Task prompt -
Only lines holding "chain" are needed; copy each of them from the data below.

[Input material]

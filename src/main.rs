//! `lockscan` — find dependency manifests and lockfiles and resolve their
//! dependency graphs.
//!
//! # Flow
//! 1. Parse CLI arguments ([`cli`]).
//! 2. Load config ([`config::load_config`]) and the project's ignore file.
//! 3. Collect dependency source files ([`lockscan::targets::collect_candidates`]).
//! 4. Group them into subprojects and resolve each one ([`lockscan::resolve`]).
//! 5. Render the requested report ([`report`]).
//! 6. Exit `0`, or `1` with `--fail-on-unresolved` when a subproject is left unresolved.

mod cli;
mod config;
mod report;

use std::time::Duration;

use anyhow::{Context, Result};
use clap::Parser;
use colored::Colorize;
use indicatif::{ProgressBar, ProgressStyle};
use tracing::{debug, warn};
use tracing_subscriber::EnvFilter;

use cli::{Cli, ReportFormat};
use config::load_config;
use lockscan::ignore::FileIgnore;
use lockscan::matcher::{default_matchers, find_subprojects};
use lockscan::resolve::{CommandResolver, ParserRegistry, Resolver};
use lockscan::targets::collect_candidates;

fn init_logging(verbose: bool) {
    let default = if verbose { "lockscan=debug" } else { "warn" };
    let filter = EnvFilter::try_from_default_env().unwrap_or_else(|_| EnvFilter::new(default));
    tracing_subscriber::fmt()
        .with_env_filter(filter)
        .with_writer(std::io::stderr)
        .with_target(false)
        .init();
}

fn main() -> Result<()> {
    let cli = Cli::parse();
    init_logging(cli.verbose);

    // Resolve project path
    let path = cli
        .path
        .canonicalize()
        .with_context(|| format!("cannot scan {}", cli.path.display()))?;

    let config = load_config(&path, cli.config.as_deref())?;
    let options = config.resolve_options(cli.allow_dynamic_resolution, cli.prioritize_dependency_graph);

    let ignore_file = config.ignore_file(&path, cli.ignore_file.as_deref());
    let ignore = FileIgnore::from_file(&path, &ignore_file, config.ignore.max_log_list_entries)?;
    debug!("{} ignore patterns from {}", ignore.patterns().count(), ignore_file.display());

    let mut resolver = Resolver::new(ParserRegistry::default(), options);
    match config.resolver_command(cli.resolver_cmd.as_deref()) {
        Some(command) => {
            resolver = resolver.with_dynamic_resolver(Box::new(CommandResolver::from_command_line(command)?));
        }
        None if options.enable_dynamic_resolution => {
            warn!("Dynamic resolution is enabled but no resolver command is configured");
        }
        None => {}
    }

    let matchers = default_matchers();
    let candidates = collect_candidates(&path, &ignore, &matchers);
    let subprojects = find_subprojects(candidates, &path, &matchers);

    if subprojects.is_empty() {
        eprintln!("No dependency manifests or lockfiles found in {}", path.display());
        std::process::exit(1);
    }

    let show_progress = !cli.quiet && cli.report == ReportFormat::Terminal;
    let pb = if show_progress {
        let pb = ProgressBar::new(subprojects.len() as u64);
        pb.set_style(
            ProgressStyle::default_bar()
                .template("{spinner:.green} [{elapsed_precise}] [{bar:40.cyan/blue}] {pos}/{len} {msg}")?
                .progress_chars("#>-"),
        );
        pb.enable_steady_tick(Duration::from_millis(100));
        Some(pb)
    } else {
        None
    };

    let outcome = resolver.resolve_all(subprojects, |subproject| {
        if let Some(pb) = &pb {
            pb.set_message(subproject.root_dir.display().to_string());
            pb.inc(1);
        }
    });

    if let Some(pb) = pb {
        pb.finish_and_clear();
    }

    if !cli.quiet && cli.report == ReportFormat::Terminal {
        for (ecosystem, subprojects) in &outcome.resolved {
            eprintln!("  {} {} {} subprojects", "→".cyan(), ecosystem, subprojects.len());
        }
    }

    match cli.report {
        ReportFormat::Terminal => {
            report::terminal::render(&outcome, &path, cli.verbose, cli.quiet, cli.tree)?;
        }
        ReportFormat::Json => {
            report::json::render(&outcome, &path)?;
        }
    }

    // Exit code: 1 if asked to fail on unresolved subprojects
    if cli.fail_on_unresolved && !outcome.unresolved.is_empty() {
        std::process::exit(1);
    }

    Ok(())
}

[/Input material]
[Input material]

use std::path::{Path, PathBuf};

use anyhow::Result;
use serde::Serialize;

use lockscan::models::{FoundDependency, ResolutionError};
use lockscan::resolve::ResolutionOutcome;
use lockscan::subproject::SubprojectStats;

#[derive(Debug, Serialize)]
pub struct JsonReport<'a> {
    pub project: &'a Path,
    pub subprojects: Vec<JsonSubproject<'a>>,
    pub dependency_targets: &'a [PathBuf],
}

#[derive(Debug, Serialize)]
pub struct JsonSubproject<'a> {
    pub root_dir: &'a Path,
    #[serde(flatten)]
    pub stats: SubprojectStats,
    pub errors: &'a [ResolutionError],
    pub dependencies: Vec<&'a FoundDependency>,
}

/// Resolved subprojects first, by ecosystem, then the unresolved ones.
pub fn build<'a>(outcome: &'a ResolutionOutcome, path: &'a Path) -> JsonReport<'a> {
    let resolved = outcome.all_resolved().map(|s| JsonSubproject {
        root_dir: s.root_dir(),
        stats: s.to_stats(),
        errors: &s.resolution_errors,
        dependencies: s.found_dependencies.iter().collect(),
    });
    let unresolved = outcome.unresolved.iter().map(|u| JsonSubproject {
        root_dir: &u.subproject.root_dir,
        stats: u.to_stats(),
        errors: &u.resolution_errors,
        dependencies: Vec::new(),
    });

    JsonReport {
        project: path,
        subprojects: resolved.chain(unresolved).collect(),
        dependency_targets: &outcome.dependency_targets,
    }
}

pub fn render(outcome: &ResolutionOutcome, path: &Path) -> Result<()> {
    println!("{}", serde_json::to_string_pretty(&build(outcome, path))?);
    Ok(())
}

[/Input material]
[Input material]

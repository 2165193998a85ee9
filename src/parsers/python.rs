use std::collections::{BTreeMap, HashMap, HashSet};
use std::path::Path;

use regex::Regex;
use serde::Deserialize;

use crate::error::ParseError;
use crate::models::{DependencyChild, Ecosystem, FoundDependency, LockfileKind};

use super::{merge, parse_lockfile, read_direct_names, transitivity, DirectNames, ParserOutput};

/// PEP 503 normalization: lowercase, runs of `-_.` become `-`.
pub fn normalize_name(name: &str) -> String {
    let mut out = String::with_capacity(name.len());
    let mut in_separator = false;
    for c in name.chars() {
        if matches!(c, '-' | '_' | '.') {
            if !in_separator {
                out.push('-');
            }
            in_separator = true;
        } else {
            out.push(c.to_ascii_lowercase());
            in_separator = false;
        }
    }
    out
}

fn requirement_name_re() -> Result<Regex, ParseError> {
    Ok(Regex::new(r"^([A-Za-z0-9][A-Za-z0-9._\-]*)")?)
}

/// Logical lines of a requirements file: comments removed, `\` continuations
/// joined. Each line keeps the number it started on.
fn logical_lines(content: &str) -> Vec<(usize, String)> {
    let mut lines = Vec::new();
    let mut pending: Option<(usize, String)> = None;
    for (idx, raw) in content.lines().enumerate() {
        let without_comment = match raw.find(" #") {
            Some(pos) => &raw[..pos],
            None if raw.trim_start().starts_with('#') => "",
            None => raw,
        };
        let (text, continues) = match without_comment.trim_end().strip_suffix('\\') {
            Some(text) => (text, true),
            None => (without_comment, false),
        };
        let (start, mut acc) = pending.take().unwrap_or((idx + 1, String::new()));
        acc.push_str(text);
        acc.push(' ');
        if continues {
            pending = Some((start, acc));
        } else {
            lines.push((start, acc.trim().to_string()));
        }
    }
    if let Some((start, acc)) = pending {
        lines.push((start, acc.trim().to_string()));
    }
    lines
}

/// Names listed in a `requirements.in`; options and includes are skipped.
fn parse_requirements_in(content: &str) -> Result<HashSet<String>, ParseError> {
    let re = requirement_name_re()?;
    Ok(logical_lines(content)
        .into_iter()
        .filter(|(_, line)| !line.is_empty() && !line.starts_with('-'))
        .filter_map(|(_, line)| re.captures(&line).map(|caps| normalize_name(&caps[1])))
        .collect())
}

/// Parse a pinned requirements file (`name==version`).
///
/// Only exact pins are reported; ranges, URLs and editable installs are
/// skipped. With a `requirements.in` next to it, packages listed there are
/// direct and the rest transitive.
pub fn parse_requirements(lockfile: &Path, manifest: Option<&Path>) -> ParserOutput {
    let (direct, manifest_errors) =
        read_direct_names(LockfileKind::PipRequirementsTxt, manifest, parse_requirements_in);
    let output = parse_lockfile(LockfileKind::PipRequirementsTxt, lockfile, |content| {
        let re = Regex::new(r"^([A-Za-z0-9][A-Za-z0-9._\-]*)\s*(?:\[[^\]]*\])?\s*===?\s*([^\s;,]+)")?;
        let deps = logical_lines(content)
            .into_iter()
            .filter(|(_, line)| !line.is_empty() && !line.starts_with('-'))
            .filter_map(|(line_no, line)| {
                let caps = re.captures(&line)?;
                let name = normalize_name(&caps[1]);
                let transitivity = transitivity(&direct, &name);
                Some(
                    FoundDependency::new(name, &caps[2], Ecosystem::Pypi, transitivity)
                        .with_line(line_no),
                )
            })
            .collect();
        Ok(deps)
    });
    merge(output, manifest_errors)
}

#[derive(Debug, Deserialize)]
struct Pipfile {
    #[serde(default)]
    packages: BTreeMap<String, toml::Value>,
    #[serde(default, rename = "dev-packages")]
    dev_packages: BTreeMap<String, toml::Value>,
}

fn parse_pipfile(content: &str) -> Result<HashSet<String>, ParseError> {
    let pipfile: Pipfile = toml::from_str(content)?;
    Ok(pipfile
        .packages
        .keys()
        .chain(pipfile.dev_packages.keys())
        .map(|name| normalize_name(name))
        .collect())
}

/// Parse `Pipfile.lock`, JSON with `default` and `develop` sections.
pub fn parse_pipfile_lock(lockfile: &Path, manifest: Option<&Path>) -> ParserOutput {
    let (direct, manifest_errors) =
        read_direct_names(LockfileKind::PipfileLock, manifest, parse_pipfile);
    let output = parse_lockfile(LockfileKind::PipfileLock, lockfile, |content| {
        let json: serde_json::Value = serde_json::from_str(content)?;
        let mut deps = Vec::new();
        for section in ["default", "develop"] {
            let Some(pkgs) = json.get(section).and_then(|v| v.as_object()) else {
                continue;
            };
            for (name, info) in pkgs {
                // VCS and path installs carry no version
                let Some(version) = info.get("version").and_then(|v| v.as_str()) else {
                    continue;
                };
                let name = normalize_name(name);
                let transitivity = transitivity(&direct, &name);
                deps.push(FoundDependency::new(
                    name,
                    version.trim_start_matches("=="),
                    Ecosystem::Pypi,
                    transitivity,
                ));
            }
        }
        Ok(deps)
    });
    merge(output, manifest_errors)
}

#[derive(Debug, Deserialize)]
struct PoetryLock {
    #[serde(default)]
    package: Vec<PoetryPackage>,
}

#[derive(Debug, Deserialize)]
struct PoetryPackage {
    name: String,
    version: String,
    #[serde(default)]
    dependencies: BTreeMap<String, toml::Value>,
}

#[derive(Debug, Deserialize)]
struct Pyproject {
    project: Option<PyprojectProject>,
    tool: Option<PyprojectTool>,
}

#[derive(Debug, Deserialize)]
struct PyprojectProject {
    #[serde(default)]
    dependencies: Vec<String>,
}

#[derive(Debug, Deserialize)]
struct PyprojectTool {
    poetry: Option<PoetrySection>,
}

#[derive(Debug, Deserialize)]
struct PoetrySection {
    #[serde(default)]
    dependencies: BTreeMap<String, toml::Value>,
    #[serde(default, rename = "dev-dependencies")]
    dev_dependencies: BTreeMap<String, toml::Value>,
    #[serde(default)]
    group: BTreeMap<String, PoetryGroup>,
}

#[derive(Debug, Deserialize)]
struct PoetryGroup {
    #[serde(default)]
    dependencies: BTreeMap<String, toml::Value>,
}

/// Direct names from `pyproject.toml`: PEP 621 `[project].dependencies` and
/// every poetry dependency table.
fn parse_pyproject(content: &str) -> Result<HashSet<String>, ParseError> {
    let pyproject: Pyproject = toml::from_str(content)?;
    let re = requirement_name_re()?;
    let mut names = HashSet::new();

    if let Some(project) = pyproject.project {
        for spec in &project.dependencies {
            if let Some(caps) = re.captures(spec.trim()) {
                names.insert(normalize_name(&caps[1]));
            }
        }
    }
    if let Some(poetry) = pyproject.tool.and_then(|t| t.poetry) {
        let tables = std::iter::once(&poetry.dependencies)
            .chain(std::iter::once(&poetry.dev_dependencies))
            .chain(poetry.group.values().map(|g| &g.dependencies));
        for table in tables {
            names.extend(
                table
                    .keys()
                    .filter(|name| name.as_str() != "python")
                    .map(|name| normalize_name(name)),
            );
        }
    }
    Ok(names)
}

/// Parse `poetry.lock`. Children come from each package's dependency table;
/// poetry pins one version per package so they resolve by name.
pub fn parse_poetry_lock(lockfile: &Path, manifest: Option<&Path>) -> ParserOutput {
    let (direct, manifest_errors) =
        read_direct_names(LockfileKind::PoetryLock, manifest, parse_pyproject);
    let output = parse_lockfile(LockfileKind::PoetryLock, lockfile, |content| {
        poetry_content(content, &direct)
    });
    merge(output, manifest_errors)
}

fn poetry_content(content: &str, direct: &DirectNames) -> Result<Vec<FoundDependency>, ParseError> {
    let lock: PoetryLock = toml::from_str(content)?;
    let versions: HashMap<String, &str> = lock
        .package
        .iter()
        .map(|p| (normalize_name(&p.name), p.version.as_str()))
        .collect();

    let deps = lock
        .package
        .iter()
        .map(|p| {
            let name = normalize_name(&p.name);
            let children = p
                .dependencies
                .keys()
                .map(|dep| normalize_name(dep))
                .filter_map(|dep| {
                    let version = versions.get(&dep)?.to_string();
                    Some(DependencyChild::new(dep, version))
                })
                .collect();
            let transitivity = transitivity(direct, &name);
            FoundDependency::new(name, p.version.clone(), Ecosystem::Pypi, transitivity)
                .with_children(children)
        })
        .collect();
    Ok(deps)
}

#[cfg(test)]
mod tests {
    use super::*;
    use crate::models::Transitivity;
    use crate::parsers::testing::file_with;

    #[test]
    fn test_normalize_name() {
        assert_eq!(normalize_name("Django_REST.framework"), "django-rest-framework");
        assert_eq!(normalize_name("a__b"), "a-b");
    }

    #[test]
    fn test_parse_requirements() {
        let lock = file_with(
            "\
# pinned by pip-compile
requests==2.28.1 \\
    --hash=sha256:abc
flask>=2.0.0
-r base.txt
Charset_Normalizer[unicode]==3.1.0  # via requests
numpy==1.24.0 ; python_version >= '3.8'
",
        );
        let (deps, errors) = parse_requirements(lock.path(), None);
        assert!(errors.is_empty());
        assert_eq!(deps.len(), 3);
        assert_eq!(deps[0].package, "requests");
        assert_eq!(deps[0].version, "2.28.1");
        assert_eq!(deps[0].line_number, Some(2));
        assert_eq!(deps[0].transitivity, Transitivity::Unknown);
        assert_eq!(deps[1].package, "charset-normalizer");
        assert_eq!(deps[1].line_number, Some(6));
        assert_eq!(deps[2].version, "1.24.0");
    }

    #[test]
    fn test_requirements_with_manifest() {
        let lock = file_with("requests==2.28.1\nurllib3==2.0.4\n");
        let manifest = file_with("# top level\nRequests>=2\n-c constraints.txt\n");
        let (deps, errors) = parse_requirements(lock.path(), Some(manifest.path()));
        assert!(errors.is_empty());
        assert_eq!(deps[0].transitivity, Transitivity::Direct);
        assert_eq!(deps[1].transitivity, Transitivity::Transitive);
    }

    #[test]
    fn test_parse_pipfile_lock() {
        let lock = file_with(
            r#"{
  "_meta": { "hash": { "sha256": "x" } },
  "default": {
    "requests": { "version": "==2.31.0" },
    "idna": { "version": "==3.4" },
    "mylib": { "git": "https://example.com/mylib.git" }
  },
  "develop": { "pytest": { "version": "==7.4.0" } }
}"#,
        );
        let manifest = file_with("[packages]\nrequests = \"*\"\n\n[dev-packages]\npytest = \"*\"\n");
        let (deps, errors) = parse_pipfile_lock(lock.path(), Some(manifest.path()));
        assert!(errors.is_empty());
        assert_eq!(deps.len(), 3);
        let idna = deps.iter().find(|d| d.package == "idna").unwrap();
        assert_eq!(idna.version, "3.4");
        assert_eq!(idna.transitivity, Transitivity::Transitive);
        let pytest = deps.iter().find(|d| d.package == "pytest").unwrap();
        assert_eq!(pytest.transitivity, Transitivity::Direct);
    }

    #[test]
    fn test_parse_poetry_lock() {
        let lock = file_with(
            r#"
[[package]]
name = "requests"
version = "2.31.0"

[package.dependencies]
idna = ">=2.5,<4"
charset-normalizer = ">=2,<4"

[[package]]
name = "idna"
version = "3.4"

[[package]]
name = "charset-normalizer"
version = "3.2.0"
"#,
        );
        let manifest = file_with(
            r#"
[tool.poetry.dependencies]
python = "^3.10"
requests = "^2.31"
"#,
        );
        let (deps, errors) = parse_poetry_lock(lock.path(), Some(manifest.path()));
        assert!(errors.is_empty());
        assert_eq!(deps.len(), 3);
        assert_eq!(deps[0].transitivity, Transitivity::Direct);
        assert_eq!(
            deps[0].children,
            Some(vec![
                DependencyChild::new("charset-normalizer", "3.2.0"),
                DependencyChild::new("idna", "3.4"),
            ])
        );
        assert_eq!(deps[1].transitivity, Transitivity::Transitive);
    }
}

[/Input material]

Task answer -
        subprojects: resolved.chain(unresolved).collect(),
        .chain(pipfile.dev_packages.keys())
            .chain(std::iter::once(&poetry.dev_dependencies))
            .chain(poetry.group.values().map(|g| &g.dependencies));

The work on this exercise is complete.